Records from a dataset:
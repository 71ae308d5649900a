//! Facilities for parsing unit names and composite unit strings.

mod base;
mod composite;
mod default_parser;
mod prefix;
mod table;

pub use base::{UnitParser, UnitParserError};
pub use composite::parse_composite_unit;
pub use default_parser::{DEFAULT_PARSER, default_parser, default_units_table};
pub use prefix::PrefixParser;
pub use table::TableBasedParser;
//! Impulse (momentum) of a body is the product of its mass and its
//! velocity.
//!
//! Law: `impulse = mass * velocity`.

use crate::error::Error;
use crate::expr::Expr;
use crate::expr::algebra::formula::Equation;
use crate::expr::substitution::Substitution;
use crate::law::{self, Law, law_name};
use crate::quantity::Quantity;
use crate::symbol::Symbol;
use crate::units::dimension::named;
use crate::validation::{Arg, Validator};

use once_cell::sync::Lazy;

pub struct ImpulseFromMassAndSpeed {
  pub impulse: Symbol,
  pub mass: Symbol,
  pub velocity: Symbol,
  law: Equation,
  solution: Expr,
  validator: Validator,
}

pub static LAW: Lazy<ImpulseFromMassAndSpeed> = Lazy::new(|| {
  let impulse = Symbol::dimensioned("impulse", named::MOMENTUM);
  let mass = Symbol::dimensioned("mass", named::MASS);
  let velocity = Symbol::dimensioned("velocity", named::VELOCITY);
  let law = Equation::new(&impulse, mass.expr() * velocity.expr());
  let solution = law.rhs().clone();
  let validator = Validator::for_symbols([&velocity, &mass], &impulse);
  ImpulseFromMassAndSpeed { impulse, mass, velocity, law, solution, validator }
});

impl Law for ImpulseFromMassAndSpeed {
  fn name(&self) -> &'static str {
    law_name(module_path!())
  }

  fn description(&self) -> &'static str {
    "Impulse of a body is the product of its mass and velocity."
  }

  fn equation(&self) -> &Equation {
    &self.law
  }

  fn target(&self) -> &Symbol {
    &self.impulse
  }

  fn inputs(&self) -> Vec<&Symbol> {
    vec![&self.velocity, &self.mass]
  }

  fn validator(&self) -> &Validator {
    &self.validator
  }

  fn solution(&self) -> &Expr {
    &self.solution
  }

  fn example(&self) -> Substitution {
    Substitution::new()
      .with(&self.mass, Quantity::from_base(2000.0, named::MASS))
      .with(&self.velocity, Quantity::from_base(10.0, named::VELOCITY))
  }
}

pub fn print_law() -> String {
  LAW.print()
}

pub fn calculate_impulse(velocity: impl Into<Arg>, mass: impl Into<Arg>) -> Result<Quantity, Error> {
  law::calculate(&*LAW, &[velocity.into(), mass.into()])
}
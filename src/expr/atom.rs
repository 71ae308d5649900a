
use super::var::Var;

use serde::{Serialize, Deserialize};

use std::fmt::{self, Display, Formatter};

#[derive(Debug, Clone, PartialEq, Serialize, Deserialize)]
pub enum Atom {
  Number(f64),
  Var(Var),
}

impl From<Var> for Atom {
  fn from(v: Var) -> Self {
    Self::Var(v)
  }
}

impl From<i64> for Atom {
  fn from(n: i64) -> Self {
    Self::Number(n as f64)
  }
}

impl From<f64> for Atom {
  fn from(n: f64) -> Self {
    Self::Number(n)
  }
}

impl Display for Atom {
  fn fmt(&self, f: &mut Formatter<'_>) -> fmt::Result {
    match self {
      Atom::Number(n) => write!(f, "{n}"),
      Atom::Var(v) => write!(f, "{v}"),
    }
  }
}
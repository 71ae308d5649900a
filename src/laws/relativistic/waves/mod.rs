pub mod longitudinal_frequency_shift_from_absolute_velocities;
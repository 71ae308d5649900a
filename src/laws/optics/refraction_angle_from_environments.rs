//! Snell's law: a ray of light passing from one medium into another
//! is refracted, with the incoming ray, the refracted ray and the
//! normal to the boundary lying in one plane.
//!
//! Law: `incedence_refractive_index * sin(incedence_angle) = resulting_refractive_index * sin(refraction_angle)`.
//!
//! Both angles are measured from the normal to the boundary, and must
//! lie within `[-pi/2, pi/2]`: the incoming ray comes from the outer
//! medium and the refracted ray stays in the refracting one. The
//! light is monochromatic and each medium is uniform.

use crate::error::Error;
use crate::expr::Expr;
use crate::expr::algebra::formula::Equation;
use crate::expr::evaluator::{EvalError, evaluate_scalar};
use crate::expr::function::{asin, sin};
use crate::expr::substitution::{Substitution, Value};
use crate::expr::var::constants::pi;
use crate::law::{self, Law, LawTraits, law_name};
use crate::quantity::Quantity;
use crate::symbol::Symbol;
use crate::util::angles::Radians;
use crate::validation::{Arg, Validator};

use once_cell::sync::Lazy;
use tracing::trace;

/// Slack allowed at either end of `[-pi/2, pi/2]` when checking
/// angles.
pub const ANGLE_TOLERANCE: f64 = 1e-12;

pub struct RefractionAngleFromEnvironments {
  pub incedence_refractive_index: Symbol,
  pub resulting_refractive_index: Symbol,
  pub incedence_angle: Symbol,
  pub refraction_angle: Symbol,
  law: Equation,
  solutions: [Expr; 2],
  validator: Validator,
}

pub static LAW: Lazy<RefractionAngleFromEnvironments> = Lazy::new(|| {
  let incedence_refractive_index = Symbol::dimensionless("incedence_refractive_index");
  let resulting_refractive_index = Symbol::dimensionless("resulting_refractive_index");
  let incedence_angle = Symbol::angle("incedence_angle");
  let refraction_angle = Symbol::angle("refraction_angle");
  let law = Equation::new(
    incedence_refractive_index.expr() * sin(&incedence_angle),
    resulting_refractive_index.expr() * sin(&refraction_angle),
  );
  let ratio = asin(incedence_refractive_index.expr() * sin(&incedence_angle) / resulting_refractive_index.expr());
  let solutions = [pi() - ratio.clone(), ratio];
  let validator = Validator::for_symbols(
    [&incedence_angle, &incedence_refractive_index, &resulting_refractive_index],
    &refraction_angle,
  );
  RefractionAngleFromEnvironments {
    incedence_refractive_index,
    resulting_refractive_index,
    incedence_angle,
    refraction_angle,
    law,
    solutions,
    validator,
  }
});

impl RefractionAngleFromEnvironments {
  /// Every closed-form solution for the refraction angle, in the
  /// order they are tried.
  pub fn solutions(&self) -> &[Expr] {
    &self.solutions
  }
}

impl Law for RefractionAngleFromEnvironments {
  fn name(&self) -> &'static str {
    law_name(module_path!())
  }

  fn description(&self) -> &'static str {
    "Refraction angle of a ray of light crossing the boundary between two media."
  }

  fn equation(&self) -> &Equation {
    &self.law
  }

  fn target(&self) -> &Symbol {
    &self.refraction_angle
  }

  fn inputs(&self) -> Vec<&Symbol> {
    vec![&self.incedence_angle, &self.incedence_refractive_index, &self.resulting_refractive_index]
  }

  fn validator(&self) -> &Validator {
    &self.validator
  }

  fn solution(&self) -> &Expr {
    &self.solutions[0]
  }

  fn traits(&self) -> LawTraits {
    LawTraits::MULTI_BRANCH
  }

  /// Tries each solution in turn, returning the first which lies
  /// within `[-pi/2, pi/2]`.
  ///
  /// # Panics
  ///
  /// Panics if the incidence angle lies outside `[-pi/2, pi/2]`, if
  /// either refractive index is not positive, or if no solution lies
  /// within `[-pi/2, pi/2]` (total internal reflection).
  fn solve(&self, inputs: &Substitution) -> Result<Quantity, EvalError> {
    if let Some(angle) = inputs.get(self.incedence_angle.var()).and_then(Value::as_scalar) {
      assert!(
        Radians(angle.value()).is_within_right_angle(ANGLE_TOLERANCE),
        "Incidence angle {} is outside of [-pi/2, pi/2]",
        angle.value(),
      );
    }
    for index in [&self.incedence_refractive_index, &self.resulting_refractive_index] {
      if let Some(n) = inputs.get(index.var()).and_then(Value::as_scalar) {
        assert!(n.value() > 0.0, "Refractive index {} must be positive, got {}", index.name(), n.value());
      }
    }
    for (branch, solution) in self.solutions.iter().enumerate() {
      let angle = evaluate_scalar(solution, inputs)?;
      if Radians(angle.value()).is_within_right_angle(ANGLE_TOLERANCE) {
        trace!(branch, angle = angle.value(), "selected refraction branch");
        return Ok(angle);
      }
      trace!(branch, angle = angle.value(), "rejected refraction branch");
    }
    panic!("No refraction angle within [-pi/2, pi/2] (total internal reflection)");
  }

  fn example(&self) -> Substitution {
    Substitution::new()
      .with(&self.incedence_angle, 0.5)
      .with(&self.incedence_refractive_index, 1.0)
      .with(&self.resulting_refractive_index, 1.33)
  }
}

pub fn print_law() -> String {
  LAW.print()
}

/// Refraction angle, in radians, for light arriving at
/// `incedence_angle` from a medium of index
/// `incedence_refractive_index` into one of index
/// `resulting_refractive_index`.
///
/// # Panics
///
/// See [`RefractionAngleFromEnvironments::solve`].
pub fn calculate_refraction_angle(
  incedence_angle: impl Into<Arg>,
  incedence_refractive_index: impl Into<Arg>,
  resulting_refractive_index: impl Into<Arg>,
) -> Result<Quantity, Error> {
  law::calculate(
    &*LAW,
    &[incedence_angle.into(), incedence_refractive_index.into(), resulting_refractive_index.into()],
  )
}

use super::base::{UnitParser, UnitParserError};
use crate::units::composite::CompositeUnit;
use crate::units::unit_with_power::UnitWithPower;

use once_cell::sync::Lazy;
use regex::Regex;

static UNIT_TERM_RE: Lazy<Regex> =
  Lazy::new(|| Regex::new(r"^([A-Za-zμΩ]+)(?:\^(-?\d+))?$").unwrap());

/// Parses a whitespace-separated product of named units, such as
/// `"kg m / s^2"`. Every term after a `/` belongs to the denominator,
/// and the `/` needs no surrounding spaces (`"m/s"`). A literal `1`
/// may stand in for an empty numerator, as in `"1 / s"`.
pub fn parse_composite_unit<P, T>(unit_parser: &P, input: &str) -> Result<CompositeUnit<T>, UnitParserError>
where P: UnitParser<T> + ?Sized {
  let mut terms = Vec::new();
  let mut in_denominator = false;
  let input = input.replace('/', " / ");
  for token in input.split_whitespace() {
    match token {
      "/" if !in_denominator => {
        in_denominator = true;
      }
      "1" => {}
      _ => {
        let (name, exponent) = parse_term(token)?;
        let unit = unit_parser.parse_unit(name)?;
        let exponent = if in_denominator { - exponent } else { exponent };
        terms.push(UnitWithPower { unit, exponent });
      }
    }
  }
  Ok(CompositeUnit::new(terms))
}

fn parse_term(token: &str) -> Result<(&str, i64), UnitParserError> {
  let captures = UNIT_TERM_RE.captures(token).ok_or_else(|| UnitParserError::new(token))?;
  // unwrap: Group 1 is not optional.
  let name = captures.get(1).unwrap().as_str();
  let exponent = match captures.get(2) {
    None => 1,
    Some(m) => m.as_str().parse().map_err(|_| UnitParserError::new(token))?,
  };
  Ok((name, exponent))
}

#[cfg(test)]
mod tests {
  use super::*;
  use crate::units::dimension::named;
  use crate::units::parsing::table::test_utils::sample_table;
  use crate::units::parsing::prefix::PrefixParser;

  use approx::assert_relative_eq;

  #[test]
  fn test_parse_single_unit() {
    let unit = parse_composite_unit(&sample_table(), "m").unwrap();
    assert_eq!(unit.dimension(), named::LENGTH);
    assert_eq!(unit.to_string(), "m");
  }

  #[test]
  fn test_parse_quotient() {
    let unit = parse_composite_unit(&sample_table(), "kg m / s^2").unwrap();
    assert_eq!(unit.dimension(), named::FORCE);
    assert_eq!(unit.to_string(), "kg m / s^2");
  }

  #[test]
  fn test_parse_negative_exponent() {
    let parser = PrefixParser::new_si(sample_table());
    let unit = parse_composite_unit(&parser, "cm^-2").unwrap();
    assert_eq!(unit.dimension(), named::AREA.recip());
    assert_relative_eq!(unit.to_base(1.0), 10_000.0);
  }

  #[test]
  fn test_parse_reciprocal() {
    let unit = parse_composite_unit(&sample_table(), "1 / s").unwrap();
    assert_eq!(unit.dimension(), named::FREQUENCY);
  }

  #[test]
  fn test_parse_unspaced_quotient() {
    let unit = parse_composite_unit(&sample_table(), "kg m/s^2").unwrap();
    assert_eq!(unit.dimension(), named::FORCE);
    assert_eq!(unit.to_string(), "kg m / s^2");
    assert_eq!(parse_composite_unit(&sample_table(), "m/s/s"), Err(UnitParserError::new("/")));
  }

  #[test]
  fn test_parse_empty() {
    let unit = parse_composite_unit(&sample_table(), "").unwrap();
    assert!(unit.is_empty());
  }

  #[test]
  fn test_parse_failure() {
    assert_eq!(
      parse_composite_unit(&sample_table(), "m / foo"),
      Err(UnitParserError::new("foo")),
    );
    assert_eq!(
      parse_composite_unit(&sample_table(), "m^x"),
      Err(UnitParserError::new("m^x")),
    );
    assert_eq!(
      parse_composite_unit(&sample_table(), "m / s / s"),
      Err(UnitParserError::new("/")),
    );
  }
}
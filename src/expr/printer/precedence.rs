
/// The precedence of an operator.
#[derive(Debug, Clone, Copy, PartialEq, Eq, PartialOrd, Ord)]
pub struct Precedence(u64);

/// The associativity of an infix operator.
#[derive(Debug, Clone, Copy, PartialEq, Eq)]
pub struct Associativity {
  left_assoc: bool,
  right_assoc: bool,
}

impl Precedence {
  pub const MIN: Precedence = Precedence(0);
  pub const MAX: Precedence = Precedence(u64::MAX);

  /// Internally, we store an operator's precedence as ten times the
  /// input value, so that we can increment to represent
  /// associativity.
  ///
  /// For example, if `#` is a left-associative operator with
  /// (internal) precedence value `p`, then its left-hand side is also
  /// at precedence value `p`, while its right-hand side is at
  /// precedence value `p + 1`, indicating parentheses will be
  /// required if `#` is encountered again.
  pub const fn new(n: u64) -> Precedence {
    Precedence(n * 10)
  }

  pub const fn incremented(self) -> Precedence {
    Precedence(self.0 + 1)
  }
}

impl Associativity {
  /// Indicates an operator which associates to the left.
  pub const LEFT: Associativity = Associativity {
    left_assoc: true,
    right_assoc: false,
  };
  /// Indicates an operator which associates to the right.
  pub const RIGHT: Associativity = Associativity {
    left_assoc: false,
    right_assoc: true,
  };
  /// Indicates a non-associative operator, which always requires
  /// parentheses for nested applications of itself.
  pub const NONE: Associativity = Associativity {
    left_assoc: false,
    right_assoc: false,
  };

  /// The precedence required of the left operand of an operator at
  /// precedence `prec`.
  pub fn left_operand(self, prec: Precedence) -> Precedence {
    if self.left_assoc { prec } else { prec.incremented() }
  }

  /// The precedence required of the right operand of an operator at
  /// precedence `prec`.
  pub fn right_operand(self, prec: Precedence) -> Precedence {
    if self.right_assoc { prec } else { prec.incremented() }
  }
}
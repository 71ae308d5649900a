//! Equations between two expressions.

use crate::expr::Expr;
use crate::expr::evaluator::{EvalError, evaluate_scalar};
use crate::expr::printer::equation_to_infix;
use crate::expr::substitution::Substitution;
use crate::expr::var::Var;
use crate::quantity::Quantity;

use serde::{Serialize, Deserialize};

use std::collections::BTreeSet;
use std::fmt::{self, Formatter, Display};

/// The relation `lhs = rhs`.
#[derive(Debug, Clone, PartialEq, Serialize, Deserialize)]
pub struct Equation {
  lhs: Expr,
  rhs: Expr,
}

impl Equation {
  pub fn new(lhs: impl Into<Expr>, rhs: impl Into<Expr>) -> Equation {
    Equation { lhs: lhs.into(), rhs: rhs.into() }
  }

  pub fn lhs(&self) -> &Expr {
    &self.lhs
  }

  pub fn rhs(&self) -> &Expr {
    &self.rhs
  }

  /// Every variable mentioned on either side.
  pub fn free_vars(&self) -> BTreeSet<Var> {
    let mut vars = self.lhs.free_vars();
    vars.extend(self.rhs.free_vars());
    vars
  }

  /// Evaluates `lhs - rhs` under the given bindings. An equation which
  /// holds for these values has a residual of zero.
  pub fn residual(&self, subst: &Substitution) -> Result<Quantity, EvalError> {
    let lhs = evaluate_scalar(&self.lhs, subst)?;
    let rhs = evaluate_scalar(&self.rhs, subst)?;
    lhs.checked_sub(rhs).map_err(|mismatch| EvalError::IncompatibleDimensions {
      function: String::from("="),
      mismatch,
    })
  }
}

impl Display for Equation {
  fn fmt(&self, f: &mut Formatter) -> fmt::Result {
    f.write_str(&equation_to_infix(&self.lhs, &self.rhs))
  }
}

#[cfg(test)]
mod tests {
  use super::*;
  use crate::expr::function::sin;
  use crate::quantity::DimensionMismatch;
  use crate::units::dimension::named;

  use approx::assert_abs_diff_eq;

  fn var(s: &str) -> Expr {
    Expr::var(s).unwrap()
  }

  fn v(s: &str) -> Var {
    Var::new(s).unwrap()
  }

  #[test]
  fn test_display() {
    let eq = Equation::new(var("impulse"), var("mass") * var("velocity"));
    assert_eq!(eq.to_string(), "impulse = mass * velocity");
    let eq = Equation::new(var("n1") * sin(var("a")), var("n2") * sin(var("b")));
    assert_eq!(eq.to_string(), "n1 * sin(a) = n2 * sin(b)");
  }

  #[test]
  fn test_free_vars() {
    let eq = Equation::new(var("y"), var("x") * var("a"));
    let vars: Vec<_> = eq.free_vars().into_iter().map(String::from).collect();
    assert_eq!(vars, vec!["a", "x", "y"]);
  }

  #[test]
  fn test_residual() {
    let eq = Equation::new(var("impulse"), var("mass") * var("velocity"));
    let subst = Substitution::new()
      .with(v("impulse"), Quantity::parse("20 kg m / s").unwrap())
      .with(v("mass"), Quantity::parse("2 kg").unwrap())
      .with(v("velocity"), Quantity::parse("10 m / s").unwrap());
    let residual = eq.residual(&subst).unwrap();
    assert_abs_diff_eq!(residual, Quantity::from_base(0.0, named::MOMENTUM));
  }

  #[test]
  fn test_residual_dimension_mismatch() {
    let eq = Equation::new(var("a"), var("b"));
    let subst = Substitution::new()
      .with(v("a"), Quantity::parse("1 m").unwrap())
      .with(v("b"), Quantity::parse("1 s").unwrap());
    assert_eq!(eq.residual(&subst), Err(EvalError::IncompatibleDimensions {
      function: String::from("="),
      mismatch: DimensionMismatch { left: named::LENGTH, right: named::TIME },
    }));
  }
}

== What needs to be done ==
Check each line of the records for the word "static" and extract those that contain it.

== Your solution ==
pub static LAW: Lazy<ImpulseFromMassAndSpeed> = Lazy::new(|| {
  fn name(&self) -> &'static str {
  fn description(&self) -> &'static str {
pub static LAW: Lazy<RefractionAngleFromEnvironments> = Lazy::new(|| {
  fn name(&self) -> &'static str {
  fn description(&self) -> &'static str {
static UNIT_TERM_RE: Lazy<Regex> =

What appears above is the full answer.